Formulation and Evaluation of the Risperidone Solid Dispersion Using Different Carriers
Author(s): Zahraa Kareem Hussein* and Khalid Kadhem Al-Kinani
Abstract
Solid Dispersion (SD) is used in improving drugs’ physicochemical properties including solubility and dissolution and it is considered as a smart method of pharmaceutical technology. The drug risperidone (RIS) is prescribed for the short-term management of acute manic or mixed episodes linked to bipolar disorder, both positive and negative signs, and symptoms of schizophrenia. RIS is class II drug as stated by the Biopharmaceutical Classification System (BCS) which means it has low solubility. In this study, attempts were made to enhance dissolution rate and solubility of RIS by solid- dispersion system.

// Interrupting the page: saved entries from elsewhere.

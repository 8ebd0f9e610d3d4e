//! Collection Store: the last successfully loaded snapshot of a screen's
//! collections plus its load status.
//!
//! A load fans out every fetcher concurrently and joins them before the
//! status changes. Only a batch in which every fetcher succeeded replaces
//! the snapshot; otherwise the previous snapshot stays visible and the
//! status turns `Failed`.

use futures::future::{self, AbortHandle, Abortable, Aborted, BoxFuture};
use tracing::{debug, info, warn};

use crate::error::GatewayError;
use crate::model::{Department, Employee, JobRole, LeaveRequest, Payroll, Record};

/// One fetched collection, tagged by domain type.
#[derive(Debug, Clone, PartialEq)]
pub enum Collection {
    Employees(Vec<Employee>),
    Departments(Vec<Department>),
    JobRoles(Vec<JobRole>),
    LeaveRequests(Vec<LeaveRequest>),
    Payrolls(Vec<Payroll>),
}

/// Records that live in a [`Dataset`].
pub trait Collected: Record {
    fn slot(dataset: &Dataset) -> &Vec<Self>;

    fn slot_mut(dataset: &mut Dataset) -> &mut Vec<Self>;

    fn wrap(records: Vec<Self>) -> Collection;

    /// Consistency check applied to every retrieved record.
    fn verify(&self) -> Result<(), String> {
        Ok(())
    }
}

macro_rules! collected {
    ($record:ty, $field:ident, $variant:ident) => {
        impl Collected for $record {
            fn slot(dataset: &Dataset) -> &Vec<Self> {
                &dataset.$field
            }

            fn slot_mut(dataset: &mut Dataset) -> &mut Vec<Self> {
                &mut dataset.$field
            }

            fn wrap(records: Vec<Self>) -> Collection {
                Collection::$variant(records)
            }
        }
    };
}

collected!(Employee, employees, Employees);
collected!(Department, departments, Departments);
collected!(JobRole, job_roles, JobRoles);
collected!(LeaveRequest, leave_requests, LeaveRequests);

impl Collected for Payroll {
    fn slot(dataset: &Dataset) -> &Vec<Self> {
        &dataset.payrolls
    }

    fn slot_mut(dataset: &mut Dataset) -> &mut Vec<Self> {
        &mut dataset.payrolls
    }

    fn wrap(records: Vec<Self>) -> Collection {
        Collection::Payrolls(records)
    }

    fn verify(&self) -> Result<(), String> {
        if self.net_salary_holds() {
            Ok(())
        } else {
            Err(format!(
                "payroll #{} has net salary {} but base + allowances - deductions is {}",
                self.id,
                self.net_salary,
                self.expected_net_salary()
            ))
        }
    }
}

/// The collections one screen composes, all from the same load.
#[derive(Debug, Clone, Default, PartialEq)]
pub struct Dataset {
    pub employees: Vec<Employee>,
    pub departments: Vec<Department>,
    pub job_roles: Vec<JobRole>,
    pub leave_requests: Vec<LeaveRequest>,
    pub payrolls: Vec<Payroll>,
}

impl Dataset {
    pub fn records<R: Collected>(&self) -> &[R] {
        R::slot(self)
    }

    pub fn find<R: Collected>(&self, id: u64) -> Option<&R> {
        R::slot(self).iter().find(|r| r.id() == id)
    }

    /// Appends a fetched collection; two fetchers of the same type accumulate.
    fn absorb(&mut self, collection: Collection) -> Result<(), String> {
        match collection {
            Collection::Employees(v) => extend_verified(&mut self.employees, v),
            Collection::Departments(v) => extend_verified(&mut self.departments, v),
            Collection::JobRoles(v) => extend_verified(&mut self.job_roles, v),
            Collection::LeaveRequests(v) => extend_verified(&mut self.leave_requests, v),
            Collection::Payrolls(v) => extend_verified(&mut self.payrolls, v),
        }
    }

    /// Swaps one domain's collection wholesale.
    pub(crate) fn replace(&mut self, collection: Collection) -> Result<(), String> {
        match collection {
            Collection::Employees(v) => replace_verified(&mut self.employees, v),
            Collection::Departments(v) => replace_verified(&mut self.departments, v),
            Collection::JobRoles(v) => replace_verified(&mut self.job_roles, v),
            Collection::LeaveRequests(v) => replace_verified(&mut self.leave_requests, v),
            Collection::Payrolls(v) => replace_verified(&mut self.payrolls, v),
        }
    }

    pub(crate) fn remove<R: Collected>(&mut self, id: u64) -> bool {
        let slot = R::slot_mut(self);
        let before = slot.len();
        slot.retain(|r| r.id() != id);
        slot.len() != before
    }

    /// Replaces the record with the same id; returns false if it is absent.
    pub(crate) fn upsert<R: Collected>(&mut self, record: R) -> Result<bool, String> {
        record.verify()?;
        match R::slot_mut(self).iter_mut().find(|r| r.id() == record.id()) {
            Some(slot) => {
                *slot = record;
                Ok(true)
            }
            None => Ok(false),
        }
    }
}

fn extend_verified<R: Collected>(slot: &mut Vec<R>, records: Vec<R>) -> Result<(), String> {
    records.iter().try_for_each(R::verify)?;
    slot.extend(records);
    Ok(())
}

fn replace_verified<R: Collected>(slot: &mut Vec<R>, records: Vec<R>) -> Result<(), String> {
    records.iter().try_for_each(R::verify)?;
    *slot = records;
    Ok(())
}

#[derive(Debug, Clone, PartialEq)]
pub enum LoadStatus {
    NotLoaded,
    Loading,
    Ready,
    Failed(String),
}

/// A zero-argument asynchronous producer of one collection.
pub type Fetcher = Box<dyn FnOnce() -> BoxFuture<'static, Result<Collection, GatewayError>> + Send>;

pub fn fetcher<F, Fut>(f: F) -> Fetcher
where
    F: FnOnce() -> Fut + Send + 'static,
    Fut: std::future::Future<Output = Result<Collection, GatewayError>> + Send + 'static,
{
    Box::new(move || Box::pin(f()))
}

pub type BatchResult = Vec<Result<Collection, GatewayError>>;

/// An in-flight load. Await [`PendingLoad::run`] and hand the outcome back
/// to [`CollectionStore::finish_load`].
pub struct PendingLoad {
    generation: u64,
    batch: Abortable<BoxFuture<'static, BatchResult>>,
}

impl PendingLoad {
    pub fn generation(&self) -> u64 {
        self.generation
    }

    pub async fn run(self) -> LoadOutcome {
        LoadOutcome {
            generation: self.generation,
            results: self.batch.await,
        }
    }
}

pub struct LoadOutcome {
    generation: u64,
    results: Result<BatchResult, Aborted>,
}

/// What a finished load did to the store.
#[derive(Debug, Clone, PartialEq)]
pub enum Applied {
    /// The snapshot was replaced.
    Replaced,
    /// The batch failed; the previous snapshot is still shown.
    Failed(GatewayError),
    /// A newer load started, or the load was cancelled; nothing changed.
    Discarded,
}

pub struct CollectionStore {
    snapshot: Option<Dataset>,
    status: LoadStatus,
    /// Status to restore when an in-flight load is cancelled.
    settled: LoadStatus,
    generation: u64,
    in_flight: Option<AbortHandle>,
}

impl Default for CollectionStore {
    fn default() -> Self {
        Self::new()
    }
}

impl CollectionStore {
    pub fn new() -> Self {
        Self {
            snapshot: None,
            status: LoadStatus::NotLoaded,
            settled: LoadStatus::NotLoaded,
            generation: 0,
            in_flight: None,
        }
    }

    pub fn status(&self) -> &LoadStatus {
        &self.status
    }

    /// Last Ready snapshot; stays visible while a reload is running or after it failed.
    pub fn snapshot(&self) -> Option<&Dataset> {
        self.snapshot.as_ref()
    }

    pub fn is_loading(&self) -> bool {
        self.status == LoadStatus::Loading
    }

    /// Starts a load of every fetcher at once. A load already in flight is
    /// aborted and its result will be discarded.
    pub fn begin_load(&mut self, fetchers: Vec<Fetcher>) -> PendingLoad {
        if let Some(previous) = self.in_flight.take() {
            debug!(generation = self.generation, "Superseding in-flight load");
            previous.abort();
        }

        if self.status != LoadStatus::Loading {
            self.settled = self.status.clone();
        }
        self.generation += 1;
        self.status = LoadStatus::Loading;
        info!(generation = self.generation, fetchers = fetchers.len(), "Load started");

        let batch: BoxFuture<'static, BatchResult> =
            Box::pin(future::join_all(fetchers.into_iter().map(|f| f())));
        let (handle, registration) = AbortHandle::new_pair();
        self.in_flight = Some(handle);

        PendingLoad {
            generation: self.generation,
            batch: Abortable::new(batch, registration),
        }
    }

    pub fn finish_load(&mut self, outcome: LoadOutcome) -> Applied {
        if outcome.generation != self.generation {
            debug!(
                generation = outcome.generation,
                current = self.generation,
                "Discarding stale load"
            );
            return Applied::Discarded;
        }

        let results = match outcome.results {
            Ok(results) => results,
            Err(Aborted) => {
                debug!(generation = outcome.generation, "Discarding cancelled load");
                return Applied::Discarded;
            }
        };
        self.in_flight = None;

        let mut dataset = Dataset::default();
        let mut failure: Option<GatewayError> = None;
        for result in results {
            match result {
                Ok(collection) => {
                    if let Err(reason) = dataset.absorb(collection) {
                        failure.get_or_insert(GatewayError::Transport(reason));
                    }
                }
                Err(e) => {
                    failure.get_or_insert(e);
                }
            }
        }

        match failure {
            None => {
                info!(generation = self.generation, "Load succeeded");
                self.snapshot = Some(dataset);
                self.status = LoadStatus::Ready;
                Applied::Replaced
            }
            Some(err) => {
                warn!(generation = self.generation, error = %err, "Load failed; keeping previous snapshot");
                self.status = LoadStatus::Failed(err.to_string());
                Applied::Failed(err)
            }
        }
    }

    pub async fn load(&mut self, fetchers: Vec<Fetcher>) -> Applied {
        let pending = self.begin_load(fetchers);
        let outcome = pending.run().await;
        self.finish_load(outcome)
    }

    /// Aborts the in-flight load, if any, and restores the status it replaced.
    pub fn cancel(&mut self) {
        if let Some(handle) = self.in_flight.take() {
            handle.abort();
            // Bumping the generation also discards a result that already finished.
            self.generation += 1;
            self.status = self.settled.clone();
            info!(generation = self.generation, "Load cancelled");
        }
    }

    /// Drops an in-flight load whose reads may predate a local change to the
    /// snapshot. The snapshot keeps the change.
    pub(crate) fn supersede_in_flight(&mut self) {
        if let Some(handle) = self.in_flight.take() {
            handle.abort();
            self.generation += 1;
            self.status = self.settled.clone();
            debug!(generation = self.generation, "In-flight load superseded by a local change");
        }
    }

    pub(crate) fn snapshot_mut(&mut self) -> Option<&mut Dataset> {
        self.snapshot.as_mut()
    }
}

impl Drop for CollectionStore {
    fn drop(&mut self) {
        if let Some(handle) = self.in_flight.take() {
            handle.abort();
        }
    }
}

#[cfg(test)]
#[path = "tests/store_tests.rs"]
mod tests;
//! Resource synchronization core of the HR and payroll admin console.
//!
//! Screens load remote collections through a [`store::CollectionStore`],
//! derive their views with [`derive`], and run destructive actions through a
//! [`confirm::ConfirmationGate`] and a [`mutation::MutationCoordinator`].

pub mod config;
pub mod confirm;
pub mod derive;
pub mod error;
pub mod forms;
pub mod gateway;
pub mod model;
pub mod mutation;
pub mod screen;
pub mod session;
pub mod shell;
pub mod store;

pub use config::Config;
pub use error::{FieldError, FormError, GatewayError, MutationError, Surface};
pub use screen::{Screen, ScreenKind};
pub use session::Session;

#[cfg(test)]
#[path = "tests/fixtures.rs"]
pub(crate) mod fixtures;
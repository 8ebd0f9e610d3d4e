use serde::{Deserialize, Serialize};

use super::{Record, ResourceKind};

#[derive(Debug, Clone, PartialEq, Serialize, Deserialize)]
pub struct JobRole {
    pub id: u64,
    pub title: String,
    /// Standard monthly salary for the role; pre-fills payroll generation.
    pub base_salary: f64,
    #[serde(default)]
    pub description: Option<String>,
}

#[derive(Debug, Clone, PartialEq, Serialize, Deserialize)]
pub struct JobRolePayload {
    pub title: String,
    pub base_salary: f64,
    pub description: Option<String>,
}

impl Record for JobRole {
    type Payload = JobRolePayload;
    const KIND: ResourceKind = ResourceKind::JobRole;

    fn id(&self) -> u64 {
        self.id
    }
}
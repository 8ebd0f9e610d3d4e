use async_trait::async_trait;
use reqwest::{Client, Method, RequestBuilder, StatusCode};
use serde::{Deserialize, de::DeserializeOwned};
use serde_json::json;
use tracing::{debug, error, instrument, warn};

use super::{LeaveGateway, PayrollGateway, ResourceGateway};
use crate::config::Config;
use crate::error::{FieldError, GatewayError};
use crate::model::{
    Department, Employee, JobRole, LeaveDecision, LeaveRequest, Payroll, Record,
};
use crate::session::Session;

/// Route segment of each collection under the API prefix.
pub trait HttpResource: Record {
    const PATH: &'static str;
}

impl HttpResource for Employee {
    const PATH: &'static str = "/employee";
}

impl HttpResource for Department {
    const PATH: &'static str = "/department";
}

impl HttpResource for JobRole {
    const PATH: &'static str = "/job-role";
}

impl HttpResource for LeaveRequest {
    const PATH: &'static str = "/leave";
}

impl HttpResource for Payroll {
    const PATH: &'static str = "/payroll";
}

/// List endpoints answer either with a bare array or with the paginated
/// envelope `{data, page, per_page, total}`.
#[derive(Deserialize)]
#[serde(untagged)]
enum ListBody<R> {
    Page {
        data: Vec<R>,
        #[serde(default)]
        total: Option<i64>,
    },
    Plain(Vec<R>),
}

/// Error bodies come as `{"message": ..}`, `{"error": ..}` or with field errors.
#[derive(Deserialize, Default)]
struct ErrorBody {
    #[serde(default)]
    message: Option<String>,
    #[serde(default)]
    error: Option<String>,
    #[serde(default)]
    errors: Vec<FieldError>,
}

/// Pages needed to cover `total` records; one when the total is unknown.
fn last_page(total: Option<i64>, page_size: u32) -> u32 {
    match total {
        Some(total) if total > 0 => {
            let pages = (total as u64).div_ceil(u64::from(page_size.max(1)));
            u32::try_from(pages).unwrap_or(u32::MAX)
        }
        _ => 1,
    }
}

#[derive(Debug, Clone, Copy, PartialEq, Eq)]
enum Call {
    Read,
    Write,
    Transition,
    Delete,
}

pub struct HttpGateway {
    client: Client,
    root: String,
    page_size: u32,
}

impl HttpGateway {
    pub fn new(config: &Config) -> Result<Self, GatewayError> {
        let client = Client::builder()
            .timeout(config.request_timeout)
            .build()
            .map_err(|e| GatewayError::Transport(format!("failed to build HTTP client: {e}")))?;

        Ok(Self {
            client,
            root: config.api_root(),
            page_size: config.page_size,
        })
    }

    fn request(&self, session: &Session, method: Method, path: &str) -> RequestBuilder {
        self.client
            .request(method, format!("{}{}", self.root, path))
            .bearer_auth(session.token())
    }

    #[instrument(level = "debug", skip(self, builder))]
    async fn send(
        &self,
        builder: RequestBuilder,
        path: &str,
        call: Call,
    ) -> Result<Vec<u8>, GatewayError> {
        let response = builder.send().await.map_err(|e| {
            error!(error = %e, path, "Request failed");
            GatewayError::Transport(e.to_string())
        })?;

        let status = response.status();
        let body = response
            .bytes()
            .await
            .map_err(|e| GatewayError::Transport(e.to_string()))?;

        if status.is_success() {
            debug!(status = status.as_u16(), "Request succeeded");
            return Ok(body.to_vec());
        }

        warn!(status = status.as_u16(), path, "Service rejected request");
        Err(classify(status, &body, call, path))
    }

    async fn get_list<R: HttpResource>(
        &self,
        session: &Session,
        filters: &[(&str, String)],
    ) -> Result<Vec<R>, GatewayError> {
        let mut records = Vec::new();
        let mut page: u32 = 1;

        loop {
            let mut query: Vec<(&str, String)> = filters.to_vec();
            query.push(("page", page.to_string()));
            query.push(("per_page", self.page_size.to_string()));

            let builder = self.request(session, Method::GET, R::PATH).query(&query);
            let body = self.send(builder, R::PATH, Call::Read).await?;

            match decode::<ListBody<R>>(&body)? {
                ListBody::Plain(all) => return Ok(all),
                ListBody::Page { data, total } => {
                    let received = data.len();
                    records.extend(data);
                    let done = match total {
                        Some(total) => records.len() as i64 >= total,
                        None => true,
                    };
                    // A service that ignores `page` would otherwise repeat forever.
                    if done || received == 0 || page >= last_page(total, self.page_size) {
                        return Ok(records);
                    }
                    page += 1;
                }
            }
        }
    }

    async fn transition<R: HttpResource>(
        &self,
        session: &Session,
        path: String,
        body: Option<serde_json::Value>,
    ) -> Result<Option<R>, GatewayError> {
        let mut builder = self.request(session, Method::PUT, &path);
        if let Some(body) = body {
            builder = builder.json(&body);
        }
        let bytes = self.send(builder, &path, Call::Transition).await?;

        // Some endpoints only acknowledge with a message.
        Ok(serde_json::from_slice::<R>(&bytes).ok())
    }
}

fn decode<T: DeserializeOwned>(body: &[u8]) -> Result<T, GatewayError> {
    serde_json::from_slice(body)
        .map_err(|e| GatewayError::Transport(format!("malformed response: {e}")))
}

fn classify(status: StatusCode, body: &[u8], call: Call, path: &str) -> GatewayError {
    let parsed: ErrorBody = serde_json::from_slice(body).unwrap_or_default();
    let message = parsed
        .message
        .or(parsed.error)
        .unwrap_or_else(|| format!("{path} answered {status}"));

    match status {
        StatusCode::UNAUTHORIZED | StatusCode::FORBIDDEN => GatewayError::Auth(message),
        StatusCode::NOT_FOUND => GatewayError::NotFound(message),
        StatusCode::CONFLICT => GatewayError::Conflict(message),
        StatusCode::BAD_REQUEST | StatusCode::UNPROCESSABLE_ENTITY => match call {
            // "not found or already processed"
            Call::Transition => GatewayError::Conflict(message),
            Call::Write if !parsed.errors.is_empty() => GatewayError::Validation(parsed.errors),
            Call::Write => GatewayError::Validation(vec![FieldError::new("form", message)]),
            Call::Read | Call::Delete => GatewayError::Transport(message),
        },
        _ => GatewayError::Transport(message),
    }
}

#[async_trait]
impl<R: HttpResource> ResourceGateway<R> for HttpGateway
where
    R::Payload: serde::Serialize,
{
    async fn list(&self, session: &Session) -> Result<Vec<R>, GatewayError> {
        self.get_list(session, &[]).await
    }

    async fn get_by_id(&self, session: &Session, id: u64) -> Result<R, GatewayError> {
        let path = format!("{}/{id}", R::PATH);
        let body = self
            .send(self.request(session, Method::GET, &path), &path, Call::Read)
            .await?;
        decode(&body)
    }

    async fn create(&self, session: &Session, payload: &R::Payload) -> Result<R, GatewayError> {
        let builder = self.request(session, Method::POST, R::PATH).json(payload);
        let body = self.send(builder, R::PATH, Call::Write).await?;
        serde_json::from_slice(&body).map_err(|_| {
            GatewayError::Transport("service did not return the saved record".to_string())
        })
    }

    async fn update(
        &self,
        session: &Session,
        id: u64,
        payload: &R::Payload,
    ) -> Result<R, GatewayError> {
        let path = format!("{}/{id}", R::PATH);
        let builder = self.request(session, Method::PUT, &path).json(payload);
        let body = self.send(builder, &path, Call::Write).await?;
        serde_json::from_slice(&body).map_err(|_| {
            GatewayError::Transport("service did not return the saved record".to_string())
        })
    }

    async fn delete(&self, session: &Session, id: u64) -> Result<(), GatewayError> {
        let path = format!("{}/{id}", R::PATH);
        self.send(self.request(session, Method::DELETE, &path), &path, Call::Delete)
            .await
            .map(|_| ())
    }
}

#[async_trait]
impl LeaveGateway for HttpGateway {
    async fn list_pending(&self, session: &Session) -> Result<Vec<LeaveRequest>, GatewayError> {
        self.get_list(session, &[("status", "pending".to_string())])
            .await
    }

    async fn list_by_employee(
        &self,
        session: &Session,
        employee_id: u64,
    ) -> Result<Vec<LeaveRequest>, GatewayError> {
        self.get_list(session, &[("employee_id", employee_id.to_string())])
            .await
    }

    async fn update_leave_status(
        &self,
        session: &Session,
        id: u64,
        decision: LeaveDecision,
        approver_id: u64,
    ) -> Result<Option<LeaveRequest>, GatewayError> {
        let path = format!("{}/{id}/{}", LeaveRequest::PATH, decision.as_ref());
        self.transition(session, path, Some(json!({ "approver_id": approver_id })))
            .await
    }
}

#[async_trait]
impl PayrollGateway for HttpGateway {
    async fn list_by_employee(
        &self,
        session: &Session,
        employee_id: u64,
    ) -> Result<Vec<Payroll>, GatewayError> {
        self.get_list(session, &[("employee_id", employee_id.to_string())])
            .await
    }

    async fn process_payroll(
        &self,
        session: &Session,
        id: u64,
    ) -> Result<Option<Payroll>, GatewayError> {
        let path = format!("{}/{id}/process", Payroll::PATH);
        self.transition(session, path, None).await
    }
}

#[cfg(test)]
#[path = "../tests/http_tests.rs"]
mod tests;
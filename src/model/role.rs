#[derive(Debug, Copy, Clone, Eq, PartialEq)]
pub enum Role {
    Admin = 1,
    Hr = 2,
    Employee = 3,
    System = 4,
    ApiUser = 5,
}

impl Role {
    pub fn from_id(id: u8) -> Option<Self> {
        match id {
            1 => Some(Role::Admin),
            2 => Some(Role::Hr),
            3 => Some(Role::Employee),
            4 => Some(Role::System),
            5 => Some(Role::ApiUser),
            _ => None,
        }
    }

    /// Roles that see organisation-wide collections rather than their own.
    pub fn is_manager(self) -> bool {
        matches!(self, Role::Admin | Role::Hr)
    }
}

Twenty eight formulas of RIS were prepared as a solid- dispersion using different carriers includes poloxamer 407 (PXM407), polyethylene glycol 6000 (PEG6000), Polyvinylpyrrolidone (PVP K30), and poloxamer188 (PXM188) at different drug: carrier ratios (1:1, 1:2, 1:3, and 1:5) by using two different preparation methods (fusion method and solvent evaporation method). The prepared formulas were characterized for drug content, production yield, solubility study, dissolution study, FTIR, DSC, and PXRD .The results indicate that the used carriers show enhancement in drug solubility in the following rank order: PVP K30>PEG 6000> PXM407> PXM188. The best drug: polymer ratio was 1:5 while best preparation method was solvent evaporation. The optimum formula (drug: PVP K30 at ratio of 1:5) is prepared by solvent evaporation method shows 25-fold enhancement in solubility related to pure RIS. Further characterization of the optimum formula shows amorphousization of RIS. It can be concluded that the solid dispersion can under the selected criteria here can be followed to solve the problem of RIS solubility which could possibly result in better RIS bioavailability.